* [Assignment]: Copying exactly, give the lines in the material below from the one with "let form = ProfileForm" to the one with "for flash in", ends included, and nothing besides.

* [Exercise data]:
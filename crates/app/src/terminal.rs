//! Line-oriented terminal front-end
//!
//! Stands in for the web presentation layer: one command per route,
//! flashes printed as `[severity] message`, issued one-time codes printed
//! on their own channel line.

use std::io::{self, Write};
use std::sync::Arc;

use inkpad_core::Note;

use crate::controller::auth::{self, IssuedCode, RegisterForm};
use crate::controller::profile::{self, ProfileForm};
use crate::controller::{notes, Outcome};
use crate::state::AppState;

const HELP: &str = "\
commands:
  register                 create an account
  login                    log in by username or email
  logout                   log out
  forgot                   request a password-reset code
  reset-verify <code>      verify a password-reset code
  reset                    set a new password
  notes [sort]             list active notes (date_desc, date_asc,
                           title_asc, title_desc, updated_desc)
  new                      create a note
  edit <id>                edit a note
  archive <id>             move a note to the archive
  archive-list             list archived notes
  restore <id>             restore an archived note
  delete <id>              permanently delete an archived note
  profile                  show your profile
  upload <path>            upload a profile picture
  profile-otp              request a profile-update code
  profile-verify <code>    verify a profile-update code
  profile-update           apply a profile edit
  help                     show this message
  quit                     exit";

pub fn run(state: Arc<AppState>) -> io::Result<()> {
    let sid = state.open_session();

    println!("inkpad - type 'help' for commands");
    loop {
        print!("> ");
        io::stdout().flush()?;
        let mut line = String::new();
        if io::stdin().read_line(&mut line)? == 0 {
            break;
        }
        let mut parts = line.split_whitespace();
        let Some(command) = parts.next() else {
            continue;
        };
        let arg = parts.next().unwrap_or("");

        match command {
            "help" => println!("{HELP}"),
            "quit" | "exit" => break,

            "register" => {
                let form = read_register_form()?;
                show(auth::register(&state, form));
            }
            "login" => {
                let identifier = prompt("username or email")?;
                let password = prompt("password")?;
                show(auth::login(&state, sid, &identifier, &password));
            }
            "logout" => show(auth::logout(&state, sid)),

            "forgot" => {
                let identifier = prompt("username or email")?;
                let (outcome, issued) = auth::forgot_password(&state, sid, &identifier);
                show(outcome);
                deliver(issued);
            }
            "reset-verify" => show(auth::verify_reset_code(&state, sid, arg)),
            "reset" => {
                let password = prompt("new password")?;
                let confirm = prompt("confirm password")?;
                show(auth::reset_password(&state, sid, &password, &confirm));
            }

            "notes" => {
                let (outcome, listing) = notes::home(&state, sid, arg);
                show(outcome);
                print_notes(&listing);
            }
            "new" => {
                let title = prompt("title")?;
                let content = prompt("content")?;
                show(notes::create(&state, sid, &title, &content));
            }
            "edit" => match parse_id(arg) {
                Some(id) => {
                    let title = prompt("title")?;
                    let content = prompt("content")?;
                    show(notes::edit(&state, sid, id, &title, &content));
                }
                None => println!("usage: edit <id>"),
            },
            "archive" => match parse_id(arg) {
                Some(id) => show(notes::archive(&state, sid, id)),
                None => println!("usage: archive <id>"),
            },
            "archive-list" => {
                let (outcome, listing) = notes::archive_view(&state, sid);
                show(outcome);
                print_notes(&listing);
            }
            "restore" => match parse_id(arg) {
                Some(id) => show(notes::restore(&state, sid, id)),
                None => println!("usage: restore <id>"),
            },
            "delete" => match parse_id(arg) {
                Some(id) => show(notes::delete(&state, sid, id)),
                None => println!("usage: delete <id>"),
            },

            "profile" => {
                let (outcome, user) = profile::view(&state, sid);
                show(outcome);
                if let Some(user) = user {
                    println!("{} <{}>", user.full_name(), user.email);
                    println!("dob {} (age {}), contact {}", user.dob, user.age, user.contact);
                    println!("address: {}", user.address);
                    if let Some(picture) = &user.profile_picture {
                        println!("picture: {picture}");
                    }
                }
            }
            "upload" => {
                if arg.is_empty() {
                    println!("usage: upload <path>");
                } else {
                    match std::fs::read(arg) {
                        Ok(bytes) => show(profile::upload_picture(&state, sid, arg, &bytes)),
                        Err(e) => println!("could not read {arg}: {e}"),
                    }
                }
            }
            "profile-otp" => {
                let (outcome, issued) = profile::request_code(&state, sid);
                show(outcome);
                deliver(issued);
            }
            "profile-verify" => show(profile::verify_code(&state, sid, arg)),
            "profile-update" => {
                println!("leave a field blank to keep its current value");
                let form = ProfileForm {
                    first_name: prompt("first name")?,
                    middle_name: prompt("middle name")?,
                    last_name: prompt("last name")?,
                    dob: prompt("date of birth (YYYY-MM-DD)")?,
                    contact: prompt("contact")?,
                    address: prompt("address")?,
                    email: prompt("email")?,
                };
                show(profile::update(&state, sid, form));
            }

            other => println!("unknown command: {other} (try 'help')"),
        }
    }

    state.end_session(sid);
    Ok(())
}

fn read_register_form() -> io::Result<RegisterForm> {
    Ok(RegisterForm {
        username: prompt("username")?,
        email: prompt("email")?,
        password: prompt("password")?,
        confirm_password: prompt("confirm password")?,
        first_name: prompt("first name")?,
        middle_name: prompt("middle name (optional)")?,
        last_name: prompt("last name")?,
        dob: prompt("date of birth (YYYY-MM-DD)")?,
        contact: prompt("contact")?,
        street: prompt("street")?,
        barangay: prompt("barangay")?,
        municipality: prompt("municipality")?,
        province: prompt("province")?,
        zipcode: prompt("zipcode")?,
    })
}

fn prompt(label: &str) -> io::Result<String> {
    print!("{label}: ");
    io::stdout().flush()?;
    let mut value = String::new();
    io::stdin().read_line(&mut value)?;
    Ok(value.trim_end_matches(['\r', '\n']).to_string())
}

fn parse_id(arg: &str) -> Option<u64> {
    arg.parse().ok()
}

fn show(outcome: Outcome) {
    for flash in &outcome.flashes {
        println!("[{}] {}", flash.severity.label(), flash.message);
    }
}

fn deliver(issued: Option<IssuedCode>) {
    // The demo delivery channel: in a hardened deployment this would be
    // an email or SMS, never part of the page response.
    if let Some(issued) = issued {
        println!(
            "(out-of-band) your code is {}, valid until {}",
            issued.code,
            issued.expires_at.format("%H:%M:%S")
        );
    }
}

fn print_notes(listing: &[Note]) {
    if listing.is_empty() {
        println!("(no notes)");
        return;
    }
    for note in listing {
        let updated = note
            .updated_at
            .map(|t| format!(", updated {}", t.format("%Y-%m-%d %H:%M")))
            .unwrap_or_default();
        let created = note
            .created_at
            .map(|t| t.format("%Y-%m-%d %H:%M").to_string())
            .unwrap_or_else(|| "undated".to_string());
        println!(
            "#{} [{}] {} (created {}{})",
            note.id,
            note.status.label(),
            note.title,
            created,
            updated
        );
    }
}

* [Exercise result]:
                let form = ProfileForm {
                    first_name: prompt("first name")?,
                    middle_name: prompt("middle name")?,
                    last_name: prompt("last name")?,
                    dob: prompt("date of birth (YYYY-MM-DD)")?,
                    contact: prompt("contact")?,
                    address: prompt("address")?,
                    email: prompt("email")?,
                };
                show(profile::update(&state, sid, form));
            }

            other => println!("unknown command: {other} (try 'help')"),
        }
    }

    state.end_session(sid);
    Ok(())
}

fn read_register_form() -> io::Result<RegisterForm> {
    Ok(RegisterForm {
        username: prompt("username")?,
        email: prompt("email")?,
        password: prompt("password")?,
        confirm_password: prompt("confirm password")?,
        first_name: prompt("first name")?,
        middle_name: prompt("middle name (optional)")?,
        last_name: prompt("last name")?,
        dob: prompt("date of birth (YYYY-MM-DD)")?,
        contact: prompt("contact")?,
        street: prompt("street")?,
        barangay: prompt("barangay")?,
        municipality: prompt("municipality")?,
        province: prompt("province")?,
        zipcode: prompt("zipcode")?,
    })
}

fn prompt(label: &str) -> io::Result<String> {
    print!("{label}: ");
    io::stdout().flush()?;
    let mut value = String::new();
    io::stdin().read_line(&mut value)?;
    Ok(value.trim_end_matches(['\r', '\n']).to_string())
}

fn parse_id(arg: &str) -> Option<u64> {
    arg.parse().ok()
}

fn show(outcome: Outcome) {
    for flash in &outcome.flashes {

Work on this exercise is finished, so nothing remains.